### EXTRACTED RECORDS ###

//! Typed views over the feed payloads: posts, the offers made on them, and
//! the users behind both.

use chrono::{DateTime, Utc};
use serde::{Deserialize, Deserializer, Serialize};
use serde_json::Value;

use crate::error::ApiError;

#[derive(Debug, Clone, PartialEq, Serialize, Deserialize)]
#[serde(rename_all = "camelCase")]
pub struct User {
    #[serde(default, skip_serializing_if = "Option::is_none")]
    pub id: Option<Value>,
    pub username: String,
    #[serde(default, skip_serializing_if = "Option::is_none")]
    pub full_name: Option<String>,
    #[serde(default, skip_serializing_if = "Option::is_none")]
    pub avatar: Option<String>,
}

#[derive(Debug, Clone, PartialEq, Serialize, Deserialize)]
pub struct InstagramUser {
    pub username: String,
    #[serde(default, skip_serializing_if = "Option::is_none")]
    pub avatar: Option<String>,
}

impl InstagramUser {
    pub fn profile_url(&self) -> String {
        format!("https://www.instagram.com/{}", self.username)
    }
}

#[derive(Debug, Clone, PartialEq, Serialize, Deserialize)]
#[serde(rename_all = "camelCase")]
pub struct Post {
    #[serde(default, skip_serializing_if = "Option::is_none")]
    pub id: Option<Value>,
    #[serde(default)]
    pub title: String,
    #[serde(default, skip_serializing_if = "Option::is_none")]
    pub source: Option<String>,
    #[serde(default, skip_serializing_if = "Option::is_none")]
    pub thumbnail: Option<String>,
    #[serde(default, skip_serializing_if = "Option::is_none")]
    pub instagram_user: Option<InstagramUser>,
}

#[derive(Debug, Clone, PartialEq, Serialize, Deserialize)]
#[serde(rename_all = "camelCase")]
pub struct Offer {
    pub id: Value,
    /// Price in ETH. The backend sends it as a string or a number.
    #[serde(deserialize_with = "price_text")]
    pub price: String,
    #[serde(default, skip_serializing_if = "Option::is_none")]
    pub created_at: Option<DateTime<Utc>>,
    #[serde(default, skip_serializing_if = "Option::is_none")]
    pub buyer: Option<User>,
}

impl Offer {
    /// Numeric price; unparseable prices count as zero.
    pub fn price_value(&self) -> f64 {
        self.price.trim().parse::<f64>().unwrap_or(0.0)
    }

    /// Price converted at `usd_per_eth`, with two decimals.
    pub fn dollar_price(&self, usd_per_eth: f64) -> String {
        format!("{:.2}", self.price_value() * usd_per_eth)
    }
}

fn price_text<'de, D>(deserializer: D) -> Result<String, D::Error>
where
    D: Deserializer<'de>,
{
    match Value::deserialize(deserializer)? {
        Value::String(s) => Ok(s),
        Value::Number(n) => Ok(n.to_string()),
        Value::Null => Ok(String::new()),
        other => Err(serde::de::Error::custom(format!(
            "expected price as string or number, got {other}"
        ))),
    }
}

#[derive(Debug, Clone, PartialEq, Serialize, Deserialize)]
pub struct FeedItem {
    pub post: Post,
    #[serde(default)]
    pub offers: Vec<Offer>,
}

impl FeedItem {
    /// The highest offer on this post.
    pub fn top_offer(&self) -> Option<&Offer> {
        self.offers
            .iter()
            .max_by(|a, b| a.price_value().total_cmp(&b.price_value()))
    }

    pub fn is_video(&self) -> bool {
        self.post.thumbnail.as_deref().is_some_and(|t| !t.is_empty())
    }

    /// Image to show for the post: the thumbnail for videos, else the source.
    pub fn cover_image(&self) -> Option<&str> {
        if self.is_video() {
            self.post.thumbnail.as_deref()
        } else {
            self.post.source.as_deref()
        }
    }
}

/// Parse a feed payload: a bare array, or an object wrapping one in `data`
/// or `items`.
pub fn parse_feed(payload: Value) -> Result<Vec<FeedItem>, ApiError> {
    let items = match payload {
        Value::Array(items) => Value::Array(items),
        Value::Object(mut map) => map
            .remove("data")
            .filter(Value::is_array)
            .or_else(|| map.remove("items").filter(Value::is_array))
            .ok_or_else(|| ApiError::Decode("feed payload has no item array".into()))?,
        other => {
            return Err(ApiError::Decode(format!(
                "expected feed array, got {other}"
            )))
        }
    };
    serde_json::from_value(items).map_err(|e| ApiError::Decode(format!("invalid feed item: {e}")))
}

###

**INSTRUCTIONS FOR THE TASK**
Each line of the material should be returned exactly as it stands.

**RESULT OF THIS EXERCISE**
//! Typed views over the feed payloads: posts, the offers made on them, and
//! the users behind both.

use chrono::{DateTime, Utc};
use serde::{Deserialize, Deserializer, Serialize};
use serde_json::Value;

use crate::error::ApiError;

#[derive(Debug, Clone, PartialEq, Serialize, Deserialize)]
#[serde(rename_all = "camelCase")]
pub struct User {
    #[serde(default, skip_serializing_if = "Option::is_none")]
    pub id: Option<Value>,
    pub username: String,
    #[serde(default, skip_serializing_if = "Option::is_none")]
    pub full_name: Option<String>,
    #[serde(default, skip_serializing_if = "Option::is_none")]
    pub avatar: Option<String>,
}

#[derive(Debug, Clone, PartialEq, Serialize, Deserialize)]
pub struct InstagramUser {
    pub username: String,
    #[serde(default, skip_serializing_if = "Option::is_none")]
    pub avatar: Option<String>,
}

impl InstagramUser {
    pub fn profile_url(&self) -> String {
        format!("https://www.instagram.com/{}", self.username)
    }
}

#[derive(Debug, Clone, PartialEq, Serialize, Deserialize)]
#[serde(rename_all = "camelCase")]
pub struct Post {
    #[serde(default, skip_serializing_if = "Option::is_none")]
    pub id: Option<Value>,
    #[serde(default)]
    pub title: String,
    #[serde(default, skip_serializing_if = "Option::is_none")]
    pub source: Option<String>,
    #[serde(default, skip_serializing_if = "Option::is_none")]
    pub thumbnail: Option<String>,
    #[serde(default, skip_serializing_if = "Option::is_none")]
    pub instagram_user: Option<InstagramUser>,
}

#[derive(Debug, Clone, PartialEq, Serialize, Deserialize)]
#[serde(rename_all = "camelCase")]
pub struct Offer {
    pub id: Value,
    /// Price in ETH. The backend sends it as a string or a number.
    #[serde(deserialize_with = "price_text")]
    pub price: String,
    #[serde(default, skip_serializing_if = "Option::is_none")]
    pub created_at: Option<DateTime<Utc>>,
    #[serde(default, skip_serializing_if = "Option::is_none")]
    pub buyer: Option<User>,
}

impl Offer {
    /// Numeric price; unparseable prices count as zero.
    pub fn price_value(&self) -> f64 {
        self.price.trim().parse::<f64>().unwrap_or(0.0)
    }

    /// Price converted at `usd_per_eth`, with two decimals.
    pub fn dollar_price(&self, usd_per_eth: f64) -> String {
        format!("{:.2}", self.price_value() * usd_per_eth)
    }
}

fn price_text<'de, D>(deserializer: D) -> Result<String, D::Error>
where
    D: Deserializer<'de>,
{
    match Value::deserialize(deserializer)? {
        Value::String(s) => Ok(s),
        Value::Number(n) => Ok(n.to_string()),
        Value::Null => Ok(String::new()),
        other => Err(serde::de::Error::custom(format!(
            "expected price as string or number, got {other}"
        ))),
    }
}

#[derive(Debug, Clone, PartialEq, Serialize, Deserialize)]
pub struct FeedItem {
    pub post: Post,
    #[serde(default)]
    pub offers: Vec<Offer>,
}

impl FeedItem {
    /// The highest offer on this post.
    pub fn top_offer(&self) -> Option<&Offer> {
        self.offers
            .iter()
            .max_by(|a, b| a.price_value().total_cmp(&b.price_value()))
    }

    pub fn is_video(&self) -> bool {
        self.post.thumbnail.as_deref().is_some_and(|t| !t.is_empty())
    }

    /// Image to show for the post: the thumbnail for videos, else the source.
    pub fn cover_image(&self) -> Option<&str> {
        if self.is_video() {
            self.post.thumbnail.as_deref()
        } else {
            self.post.source.as_deref()
        }
    }
}

/// Parse a feed payload: a bare array, or an object wrapping one in `data`
/// or `items`.
pub fn parse_feed(payload: Value) -> Result<Vec<FeedItem>, ApiError> {
    let items = match payload {
        Value::Array(items) => Value::Array(items),
        Value::Object(mut map) => map
            .remove("data")
            .filter(Value::is_array)
            .or_else(|| map.remove("items").filter(Value::is_array))
            .ok_or_else(|| ApiError::Decode("feed payload has no item array".into()))?,
        other => {
            return Err(ApiError::Decode(format!(
                "expected feed array, got {other}"
            )))
        }
    };
    serde_json::from_value(items).map_err(|e| ApiError::Decode(format!("invalid feed item: {e}")))
}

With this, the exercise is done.